X
Business

Microsoft's free enterprise search is a must try

At the Heroes Happens {here} event in LA yesterday which saw the launch* of Windows Server 2008, one of the relatively hidden gems of the event in my opinion was Microsoft's free** Search Server 2008 Express.  It's is a streamline install of Office SharePoint Server 2007 with almost all the enterprise search features that most users would want and is a must download for any Windows Server shop.
Written by George Ou, Contributor

At the Heroes Happens {here} event in LA yesterday which saw the launch* of Windows Server 2008, one of the relatively hidden gems of the event in my opinion was Microsoft's free** Search Server 2008 Express.  It's is a streamline install of Office SharePoint Server 2007 with almost all the enterprise search features that most users would want and is a must download for any Windows Server shop.

Even if you didn't own Windows Server 2003, 2003 R2, or 2008, it would seem like a great way to build a very cheap enterprise search engine appliance with a minimal Windows Server 2003 or above license and a simple 1U server for less than $2000 which is a LOT less than a $30K starting price Google Search Engine appliance with a 500K document cap.  Update 7:28PM - Wiredguy in the talkback pointed out that Google's Mini search appliance starts at $3K, but that only indexes 50K documents and it doesn't tie in to Active Directory as seamlessly and lacks Exchange support.  If you're a Windows shop with an IIS server sitting around with low CPU utilization which is quote common, adding Microsoft's Search Server 2008 Express costs nothing.

So why would you want an enterprise search engine for your company or organization?  Windows Vista (and XP users who add Windows Desktop Search or Google Desktop Search) know how useful it is to have relatively instant indexed search results for any document or email in their computer.  But those benefits stop at the local computer because you don't want every user crawling the network data resources redundantly since it would bring the whole network and server infrastructure to a halt.

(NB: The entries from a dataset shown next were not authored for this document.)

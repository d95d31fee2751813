//! In-memory purchase intents that redeem against a [`MemoryAccountStore`].

use std::collections::HashMap;
use std::sync::{Arc, Mutex};

use async_trait::async_trait;
use chrono::{DateTime, Utc};

use super::MemoryAccountStore;
use crate::domain::ports::{
    AccountRepositoryError, PurchaseIntentRepository, PurchaseIntentRepositoryError,
    RedeemOutcome,
};
use crate::domain::{PurchaseIntent, PurchaseIntentId, TokenDelta};

/// Intents keyed by provider id.
///
/// Redemption holds the intent map lock while crediting, so marking an
/// intent consumed and crediting its account form one critical section.
/// Lock order is always intents, then account.
#[derive(Debug)]
pub struct MemoryPurchaseIntentStore {
    intents: Mutex<HashMap<PurchaseIntentId, PurchaseIntent>>,
    accounts: Arc<MemoryAccountStore>,
}

fn poisoned() -> PurchaseIntentRepositoryError {
    PurchaseIntentRepositoryError::query("purchase intent store lock poisoned")
}

impl MemoryPurchaseIntentStore {
    pub fn new(accounts: Arc<MemoryAccountStore>) -> Self {
        Self {
            intents: Mutex::new(HashMap::new()),
            accounts,
        }
    }
}

#[async_trait]
impl PurchaseIntentRepository for MemoryPurchaseIntentStore {
    async fn insert(&self, intent: &PurchaseIntent) -> Result<(), PurchaseIntentRepositoryError> {
        let mut intents = self.intents.lock().map_err(|_| poisoned())?;
        if intents.contains_key(intent.id()) {
            return Err(PurchaseIntentRepositoryError::duplicate_intent(
                intent.id().as_ref(),
            ));
        }
        intents.insert(intent.id().clone(), intent.clone());
        Ok(())
    }

    async fn find(
        &self,
        id: &PurchaseIntentId,
    ) -> Result<Option<PurchaseIntent>, PurchaseIntentRepositoryError> {
        let intents = self.intents.lock().map_err(|_| poisoned())?;
        Ok(intents.get(id).cloned())
    }

    async fn redeem(
        &self,
        id: &PurchaseIntentId,
        consumed_at: DateTime<Utc>,
    ) -> Result<RedeemOutcome, PurchaseIntentRepositoryError> {
        let mut intents = self.intents.lock().map_err(|_| poisoned())?;
        let intent = intents
            .get_mut(id)
            .ok_or_else(|| PurchaseIntentRepositoryError::unknown_intent(id.as_ref()))?;
        if intent.consumed_at().is_some() {
            return Ok(RedeemOutcome::AlreadyRedeemed);
        }

        let account = self
            .accounts
            .apply_delta_now(
                intent.identity(),
                TokenDelta::Credit(intent.tokens_requested()),
            )
            .map_err(|err| match err {
                AccountRepositoryError::NotFound { identity } => {
                    PurchaseIntentRepositoryError::account_not_found(identity)
                }
                other => PurchaseIntentRepositoryError::query(other.to_string()),
            })?;
        intent.mark_consumed(consumed_at);
        Ok(RedeemOutcome::Credited(account))
    }
}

An enterprise search engine gives you a centralized intranet website where users could go to a URL like search.mycompany.com and find any document in their entire corporate LAN (and to a lesser extent the WAN and some Internet sites due to bandwidth considerations).  Google's online search engine is great but it's stopped dead in its tracks at the corporate firewall and there's no way it can search your Exchange or Lotus Notes mail server or your file server documents.  The enterprise search engine bridges an essential gap between desktop search and google.com.  Documents or emails that would have been glossed over and forgotten about instantly pop up on the enterprise search server.

The search results are security-trimmed and active directory integrated so that the user will only see the documents that they have permissions to access.  With an Intranet IIS web server set for seamless Active Directory authentication, the user merely goes to the search portal and they're logged in automatically.  The server can also be tuned to crawl the network at off-peak hours with full or incremental searches.

Microsoft's Search Server Express comes preloaded with the following search connectors.

  • File servers
  • Web sites
  • SharePoint websites
  • Exchange Server public folders
  • Lotus Notes

To make Search Server 2008 Express work, you'll either need a free SQL Server 2005 Express database backend or Microsoft SQL Server 2005 and above.  Using the free SQL Express will limit the server to 1 GB and 4 GB database size.  Under most document sizes, a 4 GB index should allow you to index more files than the 500K document cap imposed by the $30K edition of the Google Search Engine appliance.  Buying a SQL server license will still end up being far cheaper than buying the Google appliance.  No matter what your opinion of Microsoft, I think this is one of those things that's definitely worth a try.  Enterprise search is finally affordable and it should become a fixture in any company's server room or datacenter.

 

* This was also a 3-month post launch party for Visual Studio 2008 and 6-month pre-launch party for SQL Server 2008.

** People who already own a copy of Windows Server 2003, 2003 R2, or 2008.